Archive for May, 2008
4 singing birds
At the OpenSolaris Developer Summit this past weekend, I had the chance to present Songbird. We thought it would be cool to basically do a group talk, so I enlisted the help of Albert Lee, Alfred Peng, and Ken Mays (all members of both the OpenSolaris community and the Songbird community) and the four of us gave a talk & demo.
(with many thanks to Jim Grisanzio for his excellent photo-taking skills and camera)
Add comment May 5th, 2008
Reading gzip compressed data via Javascript
This weekend while I was working on my Magnatune extension for Songbird, I found I needed to fetch, expand, and parse a remote gzip’d XML document.

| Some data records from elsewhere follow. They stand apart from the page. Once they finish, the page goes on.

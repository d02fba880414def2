//! Coarse properties of an ABI, gathered in a single pass.
use crate::tokens::BaseType;
use crate::{AbiEntry, AbiParameter, AbiResult};

#[derive(Debug, Clone, Copy, Default, PartialEq, Eq)]
pub struct AbiFeatures {
    /// The ABI declares an explicit `receive` entry.
    pub defines_receive: bool,
    /// The ABI declares an explicit `fallback` entry.
    pub defines_fallback: bool,
    /// The ABI declares at least one custom error.
    pub defines_errors: bool,
    /// Some parameter can only be expressed with ABI coder v2: structs,
    /// nested arrays or arrays of dynamic types.
    pub needs_abiencoder_v2: bool,
}

impl AbiFeatures {
    pub fn collect(entries: &[AbiEntry]) -> AbiResult<Self> {
        let mut features = Self::default();

        for entry in entries {
            match entry {
                AbiEntry::Receive(_) => features.defines_receive = true,
                AbiEntry::Fallback(_) => features.defines_fallback = true,
                AbiEntry::Error(_) => features.defines_errors = true,
                AbiEntry::Function(_) | AbiEntry::Constructor(_) | AbiEntry::Event(_) => (),
            }

            for param in entry.parameters() {
                if Self::needs_abiencoder_v2(param)? {
                    features.needs_abiencoder_v2 = true;
                }
            }
        }

        tracing::trace!("ABI features: {:?}", features);

        Ok(features)
    }

    fn needs_abiencoder_v2(param: &AbiParameter) -> AbiResult<bool> {
        let abi_type = param.abi_type()?;

        if abi_type.is_tuple() || abi_type.is_nested_array() {
            return Ok(true);
        }

        if abi_type.is_array() && matches!(abi_type.base, BaseType::String | BaseType::Bytes) {
            return Ok(true);
        }

        for c in param.components() {
            if Self::needs_abiencoder_v2(c)? {
                return Ok(true);
            }
        }

        Ok(false)
    }
}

The fetch was easy (XMLHttpRequest), as was the parse (DOMParser), but I had no idea how to do the expand.
Fortunately, Mossop over on extdev pointed me at Mozilla’s streamConverter services.
Unfortunately there wasn’t much sample code for me to blatantly rip-off^W^W^Wlearn from, so after much bumbling around like the JS amateur that I am, I finally got something working. I’m documenting it here so that hopefully others might find it useful. Or at the very least, I can look it up again when I will inevitably need to do this again
Mossop first pointed out that I wouldn’t be able to use XMLHttpRequest and that I would need to open a channel:
// Get the IO service
var ioService = Cc["@mozilla.org/network/io-service;1"]
.getService(Ci.nsIIOService);
// Create an nsIURI
var mtUri = ioService.newURI(magnatuneURL, null, null);
// Create a channel from that URI
var chan = ioService.newChannelFromURI(mtUri);
Awesome. The tricky part now is the docs lie. They say there is a gzip to uncompressed stream converter that implements asyncConvertData() and a synchronous convert(). I opt’d for synchronous since it seemed easier to get working off the bat, but kept getting error messages saying it wasn’t implemented. Turns out that’s true. The gzip->uncompressed method only implements asyncConvertData. So now I’d need to define a stream listener (implementing the nsiStreamListener) interface. This is the listener that is invoked for each uncompressed chunk. It needs to implement onStartRequest, onStopRequest, & onDataAvailable where onDataAvailable is passed the uncompressed data:
function StreamListener() {
this._data = null;
this._first = true;
}
StreamListener.prototype = {
onStartRequest: function(aReq, aContext) {},
onStopRequest: function(aReq, aContext, aStatusCode) {
// this._data is my full uncompressed file now, for Magnatune this is my
// XML file, so now I can go do whatever I want with it.
Magnatune.Controller.completeSyncWithStore(this._data);
},
onDataAvailable: function(aReq, aContext, aInputStream, aOffset, aCount) {
var binInputStream = Cc["@mozilla.org/binaryinputstream;1"]
.createInstance(Ci.nsIBinaryInputStream);
binInputStream.setInputStream(aInputStream);
if (this._first) {
this._data = binInputStream.readBytes(binInputStream.available());
this._first = false;
} else
this._data += binInputStream.readBytes(binInputStream.available());
binInputStream.close();
}
};
So now that I have my channel open, and my stream listener defined - I need to create my nsIStreamConverter service to take the gzip’d data from the channel, and pass it to the stream listener so it can do its thing with the uncompressed data.
// Get the converter service
var converterService = Cc["@mozilla.org/streamConverters;1"]
.getService(Ci.nsIStreamConverterService);
// Instantiate our gzip decompresser converter
var converter = converterService.asyncConvertData("gzip",
"uncompressed", myListener, null);
So now that we have all our pieces defined, all that’s left to do is pass the converter to the channel and start the pipeline:
// Initiate the asynchronous open. This will initiate the connection
// to Magnatune, grab the gzip'd data and pass it to our gzip converter
// which will then call the StreamListener, so our completion hook is
// fired in the StreamListener's onStopRequest()
chan.asyncOpen(converter, null);
Awesome. So now every Songbird/Magnatune user will be downloading a 300kb gzip’d file instead of a massive 6MB file each time they sync with the Magnatune DB.
10 comments May 5th, 2008
magnatune mostly complete
worked some more on the magnatune store interface for Songbird. got the following up:

it’s neat. you can browse the 7600+ tracks available at magnatune and play the full length of the song exactly as if it were a local library. right now clicking the “buy this track” button pops up a new browser tab and takes you to the page to enter your info to purchase the MP3 (without the magnatune nag voice at the end of each track that you hear when you play directly from the store)
they have an API for doing purchases directly, but it involves transmitting a credit card number via a URL. ick. i need to test to see if it accepts those variables via POST instead of GET to make it a little more secure. if that works, then this would be pretty neat. if i can get a better integrated purchase experience, then i’ll consider this complete.